■ **Recorded data**
────
//! Processing pipeline: one finalized payload to one persisted, enriched
//! record.
//!
//! The payload is spooled to a scoped temp file, transcribed, enriched with
//! the current configuration, and appended to history. The spool file is
//! removed on every exit path, and nothing is persisted unless both provider
//! stages succeed.

use std::path::PathBuf;
use std::sync::Arc;

use serde::Serialize;
use tracing::debug;

use crate::audio::AudioPayload;
use crate::config::ConfigStore;
use crate::error::CoreError;
use crate::history::{HistoryEntry, HistoryStore};
use crate::provider::SpeechProvider;

/// Result of one pipeline run, as surfaced to the caller.
#[derive(Debug, Clone, Serialize)]
pub struct ProcessOutcome {
    pub id: String,
    pub transcript: String,
    pub enriched: String,
}

pub struct ProcessingOrchestrator {
    provider: Arc<dyn SpeechProvider>,
    config: Arc<ConfigStore>,
    history: Arc<HistoryStore>,
    spool_dir: PathBuf,
}

impl ProcessingOrchestrator {
    pub fn new(
        provider: Arc<dyn SpeechProvider>,
        config: Arc<ConfigStore>,
        history: Arc<HistoryStore>,
    ) -> Self {
        Self {
            provider,
            config,
            history,
            spool_dir: std::env::temp_dir(),
        }
    }

    /// Spool uploads into `dir` instead of the system temp directory.
    pub fn with_spool_dir(mut self, dir: impl Into<PathBuf>) -> Self {
        self.spool_dir = dir.into();
        self
    }

    /// Run the two-stage pipeline for one finalized payload.
    ///
    /// Concurrent calls are safe: spool names are collision-free and history
    /// writes are serialized by the store.
    pub async fn process(&self, payload: AudioPayload) -> Result<ProcessOutcome, CoreError> {
        // removed on drop, whichever way this function exits
        let spool = tempfile::Builder::new()
            .prefix("voxnote_upload_")
            .suffix(".wav")
            .tempfile_in(&self.spool_dir)
            .map_err(|e| CoreError::persistence(format!("failed to create spool file: {e}")))?;
        tokio::fs::write(spool.path(), &payload.data)
            .await
            .map_err(|e| CoreError::persistence(format!("failed to spool payload: {e}")))?;

        let config = self.config.get().await?;

        let transcript = self
            .provider
            .transcribe(spool.path(), &payload.mime_type, Some(&config.language))
            .await?;
        debug!(chars = transcript.len(), "transcription complete");

        let enriched = self
            .provider
            .enrich(&transcript, &config.system_prompt, &config.model)
            .await?;
        debug!(chars = enriched.len(), "enrichment complete");

        let entry = HistoryEntry::new(transcript, enriched);
        let outcome = ProcessOutcome {
            id: entry.id.clone(),
            transcript: entry.transcript.clone(),
            enriched: entry.enriched.clone(),
        };
        self.history.append(entry).await?;

        Ok(outcome)
    }
}

#[cfg(test)]
mod tests {
    use std::path::Path;
    use std::sync::atomic::{AtomicUsize, Ordering};

    use async_trait::async_trait;

    use super::*;
    use crate::error::ProviderStage;

    #[derive(Default)]
    struct ScriptedProvider {
        fail_transcription: bool,
        fail_enrichment: bool,
        transcribe_calls: AtomicUsize,
        enrich_calls: AtomicUsize,
    }

    #[async_trait]
    impl SpeechProvider for ScriptedProvider {
        async fn transcribe(
            &self,
            path: &Path,
            _mime_type: &str,
            _language: Option<&str>,
        ) -> Result<String, CoreError> {
            self.transcribe_calls.fetch_add(1, Ordering::SeqCst);
            assert!(path.exists(), "spool file must exist during transcription");
            if self.fail_transcription {
                return Err(CoreError::provider(
                    ProviderStage::Transcription,
                    "scripted failure",
                ));
            }
            Ok("hello world".to_string())
        }

        async fn enrich(
            &self,
            transcript: &str,
            prompt: &str,
            model: &str,
        ) -> Result<String, CoreError> {
            self.enrich_calls.fetch_add(1, Ordering::SeqCst);
            assert!(!prompt.is_empty());
            assert!(!model.is_empty());
            if self.fail_enrichment {
                return Err(CoreError::provider(
                    ProviderStage::Enrichment,
                    "scripted failure",
                ));
            }
            Ok(format!("- {transcript}"))
        }
    }

    struct Harness {
        orchestrator: ProcessingOrchestrator,
        history: Arc<HistoryStore>,
        spool_dir: PathBuf,
        _dir: tempfile::TempDir,
    }

    fn harness(provider: ScriptedProvider) -> Harness {
        let dir = tempfile::tempdir().unwrap();
        let spool_dir = dir.path().join("spool");
        std::fs::create_dir_all(&spool_dir).unwrap();

        let config = Arc::new(ConfigStore::new(dir.path()));
        let history = Arc::new(HistoryStore::new(dir.path()));
        let orchestrator =
            ProcessingOrchestrator::new(Arc::new(provider), config, history.clone())
                .with_spool_dir(&spool_dir);
        Harness {
            orchestrator,
            history,
            spool_dir,
            _dir: dir,
        }
    }

    fn payload() -> AudioPayload {
        AudioPayload {
            data: vec![0u8; 64],
            mime_type: "audio/wav".to_string(),
        }
    }

    fn spool_is_empty(dir: &Path) -> bool {
        std::fs::read_dir(dir).unwrap().next().is_none()
    }

    #[tokio::test]
    async fn success_appends_one_entry_and_cleans_the_spool() {
        let h = harness(ScriptedProvider::default());

        let outcome = h.orchestrator.process(payload()).await.unwrap();
        assert!(!outcome.id.is_empty());
        assert_eq!(outcome.transcript, "hello world");
        assert_eq!(outcome.enriched, "- hello world");

        let entries = h.history.list().await;
        assert_eq!(entries.len(), 1);
        assert_eq!(entries[0].id, outcome.id);
        assert!(!entries[0].deleted);

        assert!(spool_is_empty(&h.spool_dir));
    }

    #[tokio::test]
    async fn transcription_failure_persists_nothing() {
        let h = harness(ScriptedProvider {
            fail_transcription: true,
            ..ScriptedProvider::default()
        });

        let err = h.orchestrator.process(payload()).await.unwrap_err();
        assert!(matches!(
            err,
            CoreError::Provider {
                stage: ProviderStage::Transcription,
                ..
            }
        ));

        assert!(h.history.raw().await.is_empty());
        assert!(spool_is_empty(&h.spool_dir));
    }

    #[tokio::test]
    async fn enrichment_failure_discards_the_transcript() {
        let h = harness(ScriptedProvider {
            fail_enrichment: true,
            ..ScriptedProvider::default()
        });

        let err = h.orchestrator.process(payload()).await.unwrap_err();
        assert!(matches!(
            err,
            CoreError::Provider {
                stage: ProviderStage::Enrichment,
                ..
            }
        ));

        // no transcript-only fallback entry
        assert!(h.history.raw().await.is_empty());
        assert!(spool_is_empty(&h.spool_dir));
    }

    #[tokio::test]
    async fn concurrent_process_calls_all_land_in_history() {
        let dir = tempfile::tempdir().unwrap();
        let spool_dir = dir.path().join("spool");
        std::fs::create_dir_all(&spool_dir).unwrap();
        let config = Arc::new(ConfigStore::new(dir.path()));
        let history = Arc::new(HistoryStore::new(dir.path()));
        let orchestrator = Arc::new(
            ProcessingOrchestrator::new(
                Arc::new(ScriptedProvider::default()),
                config,
                history.clone(),
            )
            .with_spool_dir(&spool_dir),
        );

        let mut tasks = Vec::new();
        for _ in 0..4 {
            let orchestrator = orchestrator.clone();
            tasks.push(tokio::spawn(async move {
                orchestrator.process(payload()).await
            }));
        }
        for task in tasks {
            task.await.unwrap().unwrap();
        }

        assert_eq!(history.list().await.len(), 4);
        assert!(spool_is_empty(&spool_dir));
    }
}
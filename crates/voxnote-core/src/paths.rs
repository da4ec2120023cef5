//! Application data directory resolution.

use std::path::{Path, PathBuf};

use crate::error::CoreError;

const APP_DIR_NAME: &str = "voxnote";

/// Platform data directory for persisted state (`config.json`, `history.json`).
pub fn default_data_dir() -> PathBuf {
    dirs::data_dir()
        .unwrap_or_else(std::env::temp_dir)
        .join(APP_DIR_NAME)
}

pub(crate) fn ensure_dir(path: &Path) -> Result<(), CoreError> {
    std::fs::create_dir_all(path)
        .map_err(|e| CoreError::persistence(format!("creating {}: {e}", path.display())))
}
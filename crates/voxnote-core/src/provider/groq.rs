//! Groq provider, speaking the OpenAI-compatible API.
//!
//! Both stages use the standard formats: multipart form upload with `model`
//! and `file` fields for transcription, chat completions for enrichment,
//! `Bearer` authorization for both.

use std::path::Path;

use async_trait::async_trait;
use serde::Deserialize;
use tracing::warn;

use super::SpeechProvider;
use crate::error::{CoreError, ProviderStage};
use crate::http::get_http_client;

const TRANSCRIPTION_URL: &str = "https://api.groq.com/openai/v1/audio/transcriptions";
const CHAT_URL: &str = "https://api.groq.com/openai/v1/chat/completions";

/// Speech-to-text model used for the transcription stage.
const TRANSCRIPTION_MODEL: &str = "whisper-large-v3";

/// Environment variable holding the API credential.
pub const API_KEY_ENV_VAR: &str = "GROQ_API_KEY";

#[derive(Deserialize)]
struct TranscriptionResponse {
    text: String,
}

#[derive(Deserialize)]
struct ChatResponse {
    choices: Vec<Choice>,
}

#[derive(Deserialize)]
struct Choice {
    message: Message,
}

#[derive(Deserialize)]
struct Message {
    content: String,
}

pub struct GroqProvider {
    api_key: Option<String>,
}

impl GroqProvider {
    pub fn new(api_key: impl Into<String>) -> Self {
        Self {
            api_key: Some(api_key.into()),
        }
    }

    /// Read the API credential from the environment. A missing key is not
    /// fatal: provider calls fail until one is configured.
    pub fn from_env() -> Self {
        let api_key = std::env::var(API_KEY_ENV_VAR).ok().filter(|k| !k.is_empty());
        if api_key.is_none() {
            warn!("{API_KEY_ENV_VAR} is not set; provider calls will fail until it is");
        }
        Self { api_key }
    }

    fn key(&self, stage: ProviderStage) -> Result<&str, CoreError> {
        self.api_key
            .as_deref()
            .ok_or_else(|| CoreError::provider(stage, format!("{API_KEY_ENV_VAR} is not configured")))
    }
}

#[async_trait]
impl SpeechProvider for GroqProvider {
    async fn transcribe(
        &self,
        path: &Path,
        mime_type: &str,
        language: Option<&str>,
    ) -> Result<String, CoreError> {
        let stage = ProviderStage::Transcription;
        let api_key = self.key(stage)?;
        let client = get_http_client().map_err(|e| CoreError::provider(stage, e))?;

        let audio = tokio::fs::read(path)
            .await
            .map_err(|e| CoreError::provider(stage, format!("failed to read spooled audio: {e}")))?;
        let filename = path
            .file_name()
            .map(|n| n.to_string_lossy().into_owned())
            .unwrap_or_else(|| "audio.wav".to_string());

        let part = reqwest::multipart::Part::bytes(audio)
            .file_name(filename)
            .mime_str(mime_type)
            .map_err(|e| CoreError::provider(stage, e))?;
        let mut form = reqwest::multipart::Form::new()
            .text("model", TRANSCRIPTION_MODEL)
            .part("file", part);
        if let Some(lang) = language {
            form = form.text("language", lang.to_string());
        }

        let response = client
            .post(TRANSCRIPTION_URL)
            .header("Authorization", format!("Bearer {api_key}"))
            .multipart(form)
            .send()
            .await
            .map_err(|e| CoreError::provider(stage, e))?;

        if !response.status().is_success() {
            let status = response.status();
            let error_text = response
                .text()
                .await
                .unwrap_or_else(|_| "Unknown error".to_string());
            return Err(CoreError::provider(
                stage,
                format!("API error ({status}): {error_text}"),
            ));
        }

        let parsed: TranscriptionResponse = response
            .json()
            .await
            .map_err(|e| CoreError::provider(stage, format!("failed to parse response: {e}")))?;
        Ok(parsed.text)
    }

    async fn enrich(
        &self,
        transcript: &str,
        prompt: &str,
        model: &str,
    ) -> Result<String, CoreError> {
        let stage = ProviderStage::Enrichment;
        let api_key = self.key(stage)?;
        let client = get_http_client().map_err(|e| CoreError::provider(stage, e))?;

        let response = client
            .post(CHAT_URL)
            .header("Authorization", format!("Bearer {api_key}"))
            .json(&serde_json::json!({
                "model": model,
                "messages": [
                    {"role": "system", "content": prompt},
                    {"role": "user", "content": transcript}
                ]
            }))
            .send()
            .await
            .map_err(|e| CoreError::provider(stage, e))?;

        if !response.status().is_success() {
            let status = response.status();
            let error_text = response
                .text()
                .await
                .unwrap_or_else(|_| "Unknown error".to_string());
            return Err(CoreError::provider(
                stage,
                format!("API error ({status}): {error_text}"),
            ));
        }

        let parsed: ChatResponse = response
            .json()
            .await
            .map_err(|e| CoreError::provider(stage, format!("failed to parse response: {e}")))?;
        parsed
            .choices
            .first()
            .map(|c| c.message.content.clone())
            .ok_or_else(|| CoreError::provider(stage, "empty completion response"))
    }
}
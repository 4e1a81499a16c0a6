//! # CLI Module
//!
//! Command-line interface for the event dispatcher.
//!
//! ## Usage
//! ```bash
//! # Queue an event
//! event-dispatch emit user.registered --payload '{"username":"john"}'
//!
//! # Process events until Ctrl-C
//! event-dispatch run --workers 4 --poll-interval-ms 500
//!
//! # Inspect the queue
//! event-dispatch status
//! event-dispatch list --status failed --output json
//!
//! # Retry failed events
//! event-dispatch requeue
//! ```

mod handlers;

use clap::{Parser, Subcommand, ValueEnum};
use console::{style, Term};
use event_dispatcher::core::store::{Event, EventStatus, EventStore, SqliteEventStore, StoreStats};
use event_dispatcher::core::{CancellationToken, Dispatcher, EventEmitter, HandlerRegistry};
use event_dispatcher::error::{DispatchError, Result};
use event_dispatcher::monitor::{DispatchNotice, DispatchSummary, MonitorChannel, Outcome};
use indicatif::{ProgressBar, ProgressStyle};
use std::path::PathBuf;
use std::sync::Arc;
use std::thread;
use std::time::Duration;

/// Event Dispatcher - durable background jobs on SQLite
#[derive(Parser, Debug)]
#[command(name = "event-dispatch")]
#[command(author, version, about, long_about = None)]
pub struct Cli {
    /// Event database path
    #[arg(long, global = true)]
    db: Option<PathBuf>,

    /// Verbose output
    #[arg(short, long, global = true)]
    verbose: bool,

    #[command(subcommand)]
    command: Commands,
}

#[derive(Subcommand, Debug)]
enum Commands {
    /// Queue a new event
    Emit {
        /// Event name, e.g. user.registered
        name: String,

        /// JSON payload
        #[arg(short, long, default_value = "{}")]
        payload: String,
    },

    /// Process queued events until interrupted
    Run {
        /// Number of worker threads
        #[arg(short, long, default_value = "4")]
        workers: usize,

        /// Milliseconds between claim attempts
        #[arg(long, default_value = "1000")]
        poll_interval_ms: u64,

        /// Maximum events claimed per poll
        #[arg(long, default_value = "10")]
        batch_size: usize,

        /// Stop after this many seconds instead of waiting for Ctrl-C
        #[arg(long)]
        for_secs: Option<u64>,
    },

    /// Show event counts per status
    Status {
        /// Output format
        #[arg(short, long, default_value = "pretty")]
        output: OutputFormat,
    },

    /// List events, oldest first
    List {
        /// Only show events in this status
        #[arg(short, long)]
        status: Option<StatusFilter>,

        /// Maximum number of events
        #[arg(short, long, default_value = "20")]
        limit: usize,

        /// Output format
        #[arg(short, long, default_value = "pretty")]
        output: OutputFormat,
    },

    /// Move failed events back to pending
    Requeue {
        /// Reset events stuck in processing instead. Only use this while
        /// no dispatcher is running.
        #[arg(long)]
        stuck: bool,
    },
}

#[derive(Debug, Clone, Copy, ValueEnum)]
enum StatusFilter {
    Pending,
    Processing,
    Done,
    Failed,
}

impl From<StatusFilter> for EventStatus {
    fn from(filter: StatusFilter) -> Self {
        match filter {
            StatusFilter::Pending => EventStatus::Pending,
            StatusFilter::Processing => EventStatus::Processing,
            StatusFilter::Done => EventStatus::Done,
            StatusFilter::Failed => EventStatus::Failed,
        }
    }
}

#[derive(Debug, Clone, Copy, ValueEnum)]
enum OutputFormat {
    /// Human-readable output with colors
    Pretty,
    /// JSON output for scripting
    Json,
}

/// Run the CLI
pub fn run() -> Result<()> {
    let cli = Cli::parse();

    event_dispatcher::init_tracing(if cli.verbose { "debug" } else { "warn" });

    let db_path = cli.db.unwrap_or_else(default_db_path);
    let store = Arc::new(SqliteEventStore::open(&db_path)?);

    match cli.command {
        Commands::Emit { name, payload } => run_emit(store, &name, &payload),
        Commands::Run {
            workers,
            poll_interval_ms,
            batch_size,
            for_secs,
        } => run_dispatcher(
            store,
            workers,
            Duration::from_millis(poll_interval_ms),
            batch_size,
            for_secs.map(Duration::from_secs),
        ),
        Commands::Status { output } => run_status(store.as_ref(), output),
        Commands::List {
            status,
            limit,
            output,
        } => run_list(store.as_ref(), status.map(Into::into), limit, output),
        Commands::Requeue { stuck } => run_requeue(store.as_ref(), stuck),
    }
}

fn default_db_path() -> PathBuf {
    dirs::data_dir()
        .unwrap_or_else(|| PathBuf::from("."))
        .join("event-dispatcher")
        .join("events.db")
}

fn run_emit(store: Arc<SqliteEventStore>, name: &str, payload: &str) -> Result<()> {
    let value: serde_json::Value = serde_json::from_str(payload)
        .map_err(|e| DispatchError::Input(format!("payload is not valid JSON: {}", e)))?;

    let id = EventEmitter::new(store).emit(name, &value)?;

    println!("{}", id);
    Ok(())
}

fn run_dispatcher(
    store: Arc<SqliteEventStore>,
    workers: usize,
    poll_interval: Duration,
    batch_size: usize,
    run_for: Option<Duration>,
) -> Result<()> {
    let term = Term::stderr();

    let mut registry = HandlerRegistry::new();
    handlers::register_builtin(&mut registry)?;

    let (sender, receiver) = MonitorChannel::new();
    let db_path = store.path().to_path_buf();

    let dispatcher = Dispatcher::builder(store, registry)
        .workers(workers)
        .poll_interval(poll_interval)
        .batch_size(batch_size)
        .monitor(sender)
        .build()?;

    term.write_line(&format!(
        "{} {} with {} workers, handlers: {}",
        style("Dispatching").bold().cyan(),
        db_path.display(),
        workers,
        dispatcher.registry().names().join(", ")
    ))
    .ok();

    let cancel = CancellationToken::new();
    cancel_on_ctrl_c(cancel.clone())?;

    if let Some(run_for) = run_for {
        let timer = cancel.clone();
        thread::spawn(move || {
            if !timer.wait_timeout(run_for) {
                timer.cancel();
            }
        });
    }

    let spinner = ProgressBar::new_spinner();
    spinner.set_style(
        ProgressStyle::default_spinner()
            .template("{spinner:.green} {elapsed} {msg}")
            .unwrap_or_else(|_| ProgressStyle::default_spinner()),
    );
    spinner.enable_steady_tick(Duration::from_millis(120));

    let spinner_clone = spinner.clone();

    // Handle notices in a separate thread
    let notice_thread = thread::spawn(move || {
        let mut done = 0usize;
        let mut failed = 0usize;

        for notice in receiver.iter() {
            match notice {
                DispatchNotice::Completed { outcome, name, .. } => {
                    match outcome {
                        Outcome::Done => done += 1,
                        Outcome::Failed { error } => {
                            failed += 1;
                            spinner_clone.println(format!(
                                "{} {}: {}",
                                style("✗").red(),
                                name,
                                error
                            ));
                        }
                    }
                    spinner_clone.set_message(format!("{} done, {} failed", done, failed));
                }
                DispatchNotice::ClaimFailed { message } => {
                    spinner_clone.set_message(format!("claim failed: {}", message));
                }
                DispatchNotice::WriteBackFailed { event_id, message } => {
                    spinner_clone.println(format!(
                        "{} could not store result for {}: {}",
                        style("!").yellow(),
                        event_id,
                        message
                    ));
                }
                DispatchNotice::Draining => {
                    spinner_clone.set_message("draining...");
                }
                DispatchNotice::Stopped { .. } => {
                    spinner_clone.finish_and_clear();
                }
                _ => {}
            }
        }
    });

    let summary = dispatcher.run(&cancel);

    // Drop the dispatcher's sender so the notice thread finishes
    drop(dispatcher);
    notice_thread.join().ok();

    print_summary(&term, &summary);
    Ok(())
}

/// Cancel `cancel` when the process receives Ctrl-C
fn cancel_on_ctrl_c(cancel: CancellationToken) -> Result<()> {
    let runtime = tokio::runtime::Builder::new_current_thread()
        .enable_all()
        .build()
        .map_err(|e| DispatchError::Runtime(e.to_string()))?;

    thread::spawn(move || {
        runtime.block_on(async {
            if tokio::signal::ctrl_c().await.is_ok() {
                tracing::info!("interrupt received, shutting down");
                cancel.cancel();
            }
        });
    });

    Ok(())
}

fn print_summary(term: &Term, summary: &DispatchSummary) {
    term.write_line(&format!(
        "{} Dispatcher stopped after {:.1}s",
        style("✓").green().bold(),
        summary.duration_ms as f64 / 1000.0
    ))
    .ok();
    term.write_line(&format!("  {} claimed", style(summary.claimed).cyan())).ok();
    term.write_line(&format!("  {} done", style(summary.done).green())).ok();
    term.write_line(&format!("  {} failed", style(summary.failed).red())).ok();

    if summary.claim_errors > 0 {
        term.write_line(&format!(
            "  {} failed claims",
            style(summary.claim_errors).yellow()
        ))
        .ok();
    }

    if summary.write_failures > 0 {
        term.write_line(&format!(
            "  {} results not stored, run `event-dispatch requeue --stuck` once stopped",
            style(summary.write_failures).yellow()
        ))
        .ok();
    }
}

fn run_status(store: &dyn EventStore, output: OutputFormat) -> Result<()> {
    let stats = store.stats()?;

    match output {
        OutputFormat::Pretty => print_pretty_stats(&stats),
        OutputFormat::Json => print_json(&serde_json::json!(stats))?,
    }

    Ok(())
}

fn print_pretty_stats(stats: &StoreStats) {
    println!("{:<12}{}", style("pending").bold(), stats.pending);
    println!("{:<12}{}", style("processing").bold(), stats.processing);
    println!("{:<12}{}", style("done").bold(), stats.done);
    println!("{:<12}{}", style("failed").bold(), stats.failed);
    println!("{:<12}{}", style("total").dim(), stats.total());
}

fn run_list(
    store: &dyn EventStore,
    status: Option<EventStatus>,
    limit: usize,
    output: OutputFormat,
) -> Result<()> {
    let events = store.list(status, limit)?;

    match output {
        OutputFormat::Pretty => print_pretty_events(&events),
        OutputFormat::Json => {
            let rows: Vec<_> = events.iter().map(event_json).collect();
            print_json(&serde_json::Value::Array(rows))?;
        }
    }

    Ok(())
}

fn print_pretty_events(events: &[Event]) {
    if events.is_empty() {
        println!("{}", style("No events").dim());
        return;
    }

    for event in events {
        let status = match event.status {
            EventStatus::Pending => style(event.status.as_str()).yellow(),
            EventStatus::Processing => style(event.status.as_str()).cyan(),
            EventStatus::Done => style(event.status.as_str()).green(),
            EventStatus::Failed => style(event.status.as_str()).red(),
        };

        println!(
            "{}  {:<10}  {}  {}",
            style(event.id).dim(),
            status,
            event.created_at.format("%Y-%m-%d %H:%M:%S"),
            event.name
        );

        if event.status.is_terminal() {
            if let Some(at) = event.processed_at {
                println!("    {} {}", style("finished").dim(), at.format("%Y-%m-%d %H:%M:%S"));
            }
        }

        if let Some(error) = &event.error {
            println!("    {}", style(error).red());
        }
    }
}

/// JSON view of an event with the payload decoded where possible
fn event_json(event: &Event) -> serde_json::Value {
    let payload = serde_json::from_slice::<serde_json::Value>(&event.payload).unwrap_or_else(|_| {
        serde_json::Value::String(String::from_utf8_lossy(&event.payload).into_owned())
    });

    serde_json::json!({
        "id": event.id,
        "name": event.name,
        "status": event.status,
        "payload": payload,
        "error": event.error,
        "created_at": event.created_at,
        "processed_at": event.processed_at,
    })
}

fn print_json(value: &serde_json::Value) -> Result<()> {
    let text = serde_json::to_string_pretty(value)
        .map_err(|e| DispatchError::Runtime(format!("failed to render JSON: {}", e)))?;
    println!("{}", text);
    Ok(())
}

fn run_requeue(store: &dyn EventStore, stuck: bool) -> Result<()> {
    let (count, from) = if stuck {
        (store.reset_processing()?, "processing")
    } else {
        (store.requeue_failed()?, "failed")
    };

    println!(
        "{} {} {} event(s) moved back to pending",
        style("↺").cyan(),
        count,
        from
    );
    Ok(())
}
//! In-memory event store backend for testing.

use super::{now, Event, EventStatus, EventStore, StoreStats};
use crate::error::StoreError;
use std::sync::{RwLock, RwLockReadGuard, RwLockWriteGuard};
use uuid::Uuid;

/// In-memory event store
///
/// Events are kept in insertion order, which doubles as the tie-breaker
/// for equal creation times. Useful for testing and scenarios where
/// persistence isn't needed.
pub struct InMemoryEventStore {
    events: RwLock<Vec<Event>>,
}

impl InMemoryEventStore {
    /// Create a new empty store
    pub fn new() -> Self {
        Self {
            events: RwLock::new(Vec::new()),
        }
    }

    fn read(&self) -> Result<RwLockReadGuard<'_, Vec<Event>>, StoreError> {
        self.events.read().map_err(|_| StoreError::Poisoned)
    }

    fn write(&self) -> Result<RwLockWriteGuard<'_, Vec<Event>>, StoreError> {
        self.events.write().map_err(|_| StoreError::Poisoned)
    }

    fn finish(&self, id: Uuid, status: EventStatus, error: Option<&str>) -> Result<(), StoreError> {
        debug_assert!(status.is_terminal());
        let mut events = self.write()?;

        let event = events
            .iter_mut()
            .find(|e| e.id == id)
            .ok_or(StoreError::NotFound { id })?;

        if event.status != EventStatus::Processing {
            return Err(StoreError::InvalidTransition {
                id,
                status: event.status.to_string(),
            });
        }

        event.status = status;
        event.error = error.map(str::to_string);
        event.processed_at = Some(now());
        Ok(())
    }

    fn reset(&self, from: EventStatus) -> Result<usize, StoreError> {
        let mut events = self.write()?;

        let mut count = 0;
        for event in events.iter_mut().filter(|e| e.status == from) {
            event.status = EventStatus::Pending;
            event.error = None;
            event.processed_at = None;
            count += 1;
        }

        Ok(count)
    }

    /// Indices of events with `status`, oldest first
    fn ordered(events: &[Event], status: Option<EventStatus>) -> Vec<usize> {
        let mut indices: Vec<usize> = events
            .iter()
            .enumerate()
            .filter(|(_, e)| status.map_or(true, |s| e.status == s))
            .map(|(i, _)| i)
            .collect();
        // Stable sort keeps insertion order for equal timestamps
        indices.sort_by_key(|&i| events[i].created_at);
        indices
    }
}

impl Default for InMemoryEventStore {
    fn default() -> Self {
        Self::new()
    }
}

impl EventStore for InMemoryEventStore {
    fn claim_pending(&self, limit: usize) -> Result<Vec<Event>, StoreError> {
        let mut events = self.write()?;

        let claimed = Self::ordered(&events, Some(EventStatus::Pending))
            .into_iter()
            .take(limit)
            .map(|i| {
                events[i].status = EventStatus::Processing;
                events[i].clone()
            })
            .collect();

        Ok(claimed)
    }

    fn create(&self, event: &Event) -> Result<(), StoreError> {
        let mut events = self.write()?;

        if events.iter().any(|e| e.id == event.id) {
            return Err(StoreError::QueryFailed(format!(
                "event {} already exists",
                event.id
            )));
        }

        events.push(event.clone());
        Ok(())
    }

    fn mark_done(&self, id: Uuid) -> Result<(), StoreError> {
        self.finish(id, EventStatus::Done, None)
    }

    fn mark_failed(&self, id: Uuid, error: &str) -> Result<(), StoreError> {
        self.finish(id, EventStatus::Failed, Some(error))
    }

    fn get(&self, id: Uuid) -> Result<Option<Event>, StoreError> {
        let events = self.read()?;
        Ok(events.iter().find(|e| e.id == id).cloned())
    }

    fn list(&self, status: Option<EventStatus>, limit: usize) -> Result<Vec<Event>, StoreError> {
        let events = self.read()?;

        Ok(Self::ordered(&events, status)
            .into_iter()
            .take(limit)
            .map(|i| events[i].clone())
            .collect())
    }

    fn stats(&self) -> Result<StoreStats, StoreError> {
        let events = self.read()?;

        let mut stats = StoreStats::default();
        for event in events.iter() {
            stats.bump(event.status, 1);
        }

        Ok(stats)
    }

    fn requeue_failed(&self) -> Result<usize, StoreError> {
        self.reset(EventStatus::Failed)
    }

    fn reset_processing(&self) -> Result<usize, StoreError> {
        self.reset(EventStatus::Processing)
    }
}
//! # event-dispatch CLI
//!
//! Command-line interface for the event dispatcher.
//!
//! ## Usage
//! ```bash
//! event-dispatch emit user.registered --payload '{"username":"john"}'
//! event-dispatch run --workers 4
//! ```

mod cli;

use event_dispatcher::Result;

fn main() -> Result<()> {
    cli::run()
}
────
■ **Your objective**
With the first line of the material as the start and the line containing "use crate::config::ConfigStore;" as the end, repeat that span exactly and add nothing.

■ **Task result**
//! Processing pipeline: one finalized payload to one persisted, enriched
//! record.
//!
//! The payload is spooled to a scoped temp file, transcribed, enriched with
//! the current configuration, and appended to history. The spool file is
//! removed on every exit path, and nothing is persisted unless both provider
//! stages succeed.

use std::path::PathBuf;
use std::sync::Arc;

use serde::Serialize;
use tracing::debug;

use crate::audio::AudioPayload;
use crate::config::ConfigStore;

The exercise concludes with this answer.